### DIRECTIONS
In the entries below, count the lines holding "Amount". Reply with the number only.

--------------------

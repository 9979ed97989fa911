// ===============================
// src/order.rs
// ===============================
//
// Settlement request message: snapshot of offer + quote + network + account
// + referral, rendered as one text payload for the messaging channel.
// No error path: missing optional fields render as `N/A`.
//
use chrono::{DateTime, FixedOffset, Utc};
use rand::Rng;
use serde::{Deserialize, Serialize};

use crate::domain::{Merchant, NetworkOption, ReferralState, SettlementQuote, TradeOffer};
use crate::metrics::ORDERS;

pub const PLACEHOLDER: &str = "N/A";
pub const ORDER_NO_MIN: u32 = 100_000;
pub const ORDER_NO_MAX: u32 = 999_999;

#[derive(Debug, Clone, PartialEq, Serialize, Deserialize)]
pub struct SettlementRequest {
    pub order_number: u32,
    pub offer: TradeOffer,
    pub quote: SettlementQuote,
    pub network: Option<String>,
    pub deposit_address: Option<String>,
    pub account_ref: Option<String>,
    pub referral: ReferralState,
    pub created_at: DateTime<Utc>,
    pub local_time: String,
}

fn non_empty(s: Option<&str>) -> Option<String> {
    s.map(str::trim).filter(|s| !s.is_empty()).map(str::to_string)
}

pub struct OrderInput<'a> {
    pub offer: &'a TradeOffer,
    pub quote: &'a SettlementQuote,
    pub network: Option<&'a NetworkOption>,
    pub account_ref: Option<&'a str>,
    pub referral: &'a ReferralState,
    pub merchant: Option<&'a Merchant>,
}

pub fn build<R: Rng + ?Sized>(
    input: OrderInput<'_>,
    now: DateTime<Utc>,
    offset: FixedOffset,
    rng: &mut R,
) -> SettlementRequest {
    ORDERS.inc();
    SettlementRequest {
        order_number: rng.gen_range(ORDER_NO_MIN..=ORDER_NO_MAX),
        offer: input.offer.clone(),
        quote: *input.quote,
        network: non_empty(input.network.map(|n| n.name.as_str())),
        deposit_address: non_empty(input.merchant.and_then(|m| m.deposit_address.as_deref())),
        account_ref: non_empty(input.account_ref),
        referral: input.referral.clone(),
        created_at: now,
        local_time: now.with_timezone(&offset).format("%d/%m/%Y %H:%M").to_string(),
    }
}

impl SettlementRequest {
    pub fn render(&self) -> String {
        let or_na = |v: &Option<String>| v.clone().unwrap_or_else(|| PLACEHOLDER.to_string());
        let mut lines = vec![
            format!("NEW SELL ORDER #{}", self.order_number),
            format!("Amount: {} WLD", self.quote.quantity),
            format!("Network: {}", or_na(&self.network)),
            format!("Deposit address: {}", or_na(&self.deposit_address)),
            format!("Time: {}", self.local_time),
            format!("Payment method: {}", self.offer.rail),
            format!("You receive: {:.2} {}", self.quote.net, self.offer.local_currency.to_ascii_uppercase()),
            format!("Account: {}", or_na(&self.account_ref)),
        ];
        if let Some(r) = self.referral.referrer_id.as_deref().filter(|r| !r.is_empty()) {
            lines.push(format!("Referred by: {r}"));
        }
        lines.join("\n")
    }

    /// Pre-filled chat deep link. Without a phone number the user picks the chat.
    pub fn deep_link(&self, phone: Option<&str>) -> String {
        message_link(phone, &self.render())
    }
}

pub fn message_link(phone: Option<&str>, text: &str) -> String {
    let enc = urlencoding::encode(text);
    match phone.filter(|p| !p.is_empty()) {
        Some(p) => format!("https://wa.me/{p}?text={enc}"),
        None => format!("https://wa.me/?text={enc}"),
    }
}

#[cfg(test)]
mod tests {
    use super::*;
    use crate::domain::PaymentRail;
    use crate::merchants::MerchantDirectory;
    use crate::pricing::PricingEngine;
    use crate::settlement::SettlementCalculator;
    use chrono::TimeZone;
    use rand::rngs::StdRng;
    use rand::SeedableRng;

    fn eat() -> FixedOffset {
        FixedOffset::east_opt(3 * 3600).unwrap()
    }

    fn sample(referral: ReferralState, account: Option<&str>) -> SettlementRequest {
        let now = Utc.with_ymd_and_hms(2025, 3, 18, 12, 0, 0).unwrap();
        let dir = MerchantDirectory::builtin();
        let m = dir.default_merchant();
        let offer = PricingEngine::new("kes").offer_at(660.0, PaymentRail::BankTransfer, m, now);
        let quote = SettlementCalculator::default().quote(&offer, Some(1000.0), now).unwrap();
        build(
            OrderInput {
                offer: &offer,
                quote: &quote,
                network: m.networks.first(),
                account_ref: account,
                referral: &referral,
                merchant: Some(m),
            },
            now,
            eat(),
            &mut StdRng::seed_from_u64(11),
        )
    }

    #[test]
    fn renders_full_message() {
        let req = sample(ReferralState { referrer_id: Some("alice".into()) }, Some("Equity Bank 0123456789"));
        let text = req.render();
        assert!((ORDER_NO_MIN..=ORDER_NO_MAX).contains(&req.order_number));
        assert!(text.starts_with(&format!("NEW SELL ORDER #{}", req.order_number)));
        assert!(text.contains("Amount: 1000 WLD"));
        assert!(text.contains("Network: OPTIMISM (Optimism Network)"));
        assert!(text.contains("Deposit address: 0x5e7ef40b29147e856a3615bbef78140f5d19844e"));
        assert!(text.contains("Time: 18/03/2025 15:00"));
        assert!(text.contains("Payment method: Bank Transfer"));
        assert!(text.contains("You receive: 659892.00 KES"));
        assert!(text.contains("Account: Equity Bank 0123456789"));
        assert!(text.ends_with("Referred by: alice"));
    }

    #[test]
    fn no_referral_line_and_placeholders() {
        let req = sample(ReferralState::default(), Some("   "));
        let text = req.render();
        assert!(!text.contains("Referred by"));
        assert!(text.contains("Account: N/A"));
    }

    #[test]
    fn deep_link_is_url_encoded() {
        let req = sample(ReferralState::default(), None);
        let link = req.deep_link(Some("254700000001"));
        assert!(link.starts_with("https://wa.me/254700000001?text=NEW%20SELL%20ORDER%20%23"));
        assert!(!link.contains('\n'));
        assert!(link.contains("%0A"));
        assert!(req.deep_link(None).starts_with("https://wa.me/?text="));
    }

    #[test]
    fn order_numbers_stay_six_digits() {
        let mut rng = StdRng::seed_from_u64(0);
        let now = Utc::now();
        let dir = MerchantDirectory::builtin();
        let offer = PricingEngine::default().offer_at(660.0, PaymentRail::Lightning, dir.default_merchant(), now);
        let q = SettlementQuote::zero();
        let r = ReferralState::default();
        for _ in 0..1_000 {
            let req = build(
                OrderInput { offer: &offer, quote: &q, network: None, account_ref: None, referral: &r, merchant: None },
                now,
                eat(),
                &mut rng,
            );
            assert_eq!(req.order_number.to_string().len(), 6);
            assert!(req.render().contains("Network: N/A"));
        }
    }
}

--------------------

### SOLUTION
2